Whistleblowers Decry Unsafe Conditions Inside Delaware Planned Parenthood Clinics
Wednesday afternoon, two former Planned Parenthood of Delaware nurses testified before the Delaware state Senate and recounted the unsafe, unsanitary conditions and “meat-market-style assembly-line abortions” that led them to quit their jobs last month.
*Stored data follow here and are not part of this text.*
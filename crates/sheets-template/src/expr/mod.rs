//! A small, sandboxed expression language for path templates and sort
//! comparators.
//!
//! Expressions can read names from a [`Scope`], index into tables and
//! arrays, and combine values with the usual arithmetic, comparison and
//! logical operators. Nothing else is reachable: there are no calls, no
//! assignment and no globals.
//!
//! Evaluation distinguishes two kinds of "no value": an identifier or member
//! that does not exist yields [`Outcome::Undefined`], while type errors and
//! division by zero are [`ExprError`]s.

mod eval;
mod lexer;
mod parser;

pub use eval::{compare, evaluate, format_number, loose_eq, Outcome, Scope, Val};
pub use parser::{parse, Expr};

/// Errors from parsing or evaluating an expression.
#[derive(Debug, Clone, PartialEq, thiserror::Error)]
pub enum ExprError {
    #[error("unexpected character {0:?}")]
    UnexpectedChar(char),

    #[error("unterminated string literal")]
    UnterminatedString,

    #[error("invalid number {0:?}")]
    InvalidNumber(String),

    #[error("unexpected token {0}")]
    UnexpectedToken(String),

    #[error("unexpected end of expression")]
    UnexpectedEnd,

    #[error("type mismatch: {0}")]
    TypeMismatch(String),

    #[error("cannot index {0}")]
    NotAnObject(String),

    #[error("invalid key of type {0}")]
    InvalidKey(String),

    #[error("division by zero")]
    DivisionByZero,
}
use sheets_refs::RefError;
use sheets_store::StoreError;
use sheets_types::ObjectId;

/// Errors from object database operations.
#[derive(Debug, thiserror::Error)]
pub enum RepoError {
    #[error("store error: {0}")]
    Store(#[from] StoreError),

    #[error("ref error: {0}")]
    Ref(#[from] RefError),

    /// A ref or hash that does not resolve to an object.
    #[error("invalid ref: {0}")]
    InvalidRef(String),

    /// A path glob that does not compile.
    #[error("invalid pattern {pattern:?}: {reason}")]
    InvalidPattern { pattern: String, reason: String },

    /// An object that had to be a commit is something else.
    #[error("not a commit: {0}")]
    NotACommit(ObjectId),
}

pub type RepoResult<T> = Result<T, RepoError>;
Joyce Vasikonis and Jayne Mitchell-Werbrich have charged that Planned Parenthood:
- Placed patients in grave danger through poor care and insufficient training.
- Assigned medical responsibilities to employees who had insufficient medical training.
- Rushed abortion procedures at a speed that made patient safety impossible and allowed doctors to carry out abortions without properly cleaning and sterilizing procedure rooms.
- Failed to report to patients that they had contracted sexually transmitted diseases.
- Tolerated sexual harassment of employees.
- Attempted to falsify employee records.
- Drastically under-reported the number of abortions they performed to the state of Delaware.
- Failed to provide standard medical policies and procedures guidelines to medical staff to protect patients.
- Failed to comply with state parental notification laws.
Full testimony is available online for Joyce Vasikonis and Jayne Mitchell-Werbrich.
“Planned Parenthood is America’s No. 1 abortion business, which in a single year ended the lives of 333,964 children,” explains Susan B. Anthony List President Marjorie Dannenfelser. “The standard-bearer in Big Abortion cannot claim Gosnell’s ‘house of horrors’ was isolated while their own employees expose them for ‘ridiculously unsafe’ conditions.”
Ellen Barosse, founder of the Delaware pro-life group A Rose and A Prayer, adds, “Delaware has the highest abortion rate in the United States. But this is not just a statistic. If what these nurses say is true, real women—especially poor women—are being hurt as Delaware abortion providers use substandard, third-world medical care, regardless of the human cost. We are grateful to these brave women for caring enough about their patients for being willing to share their stories.”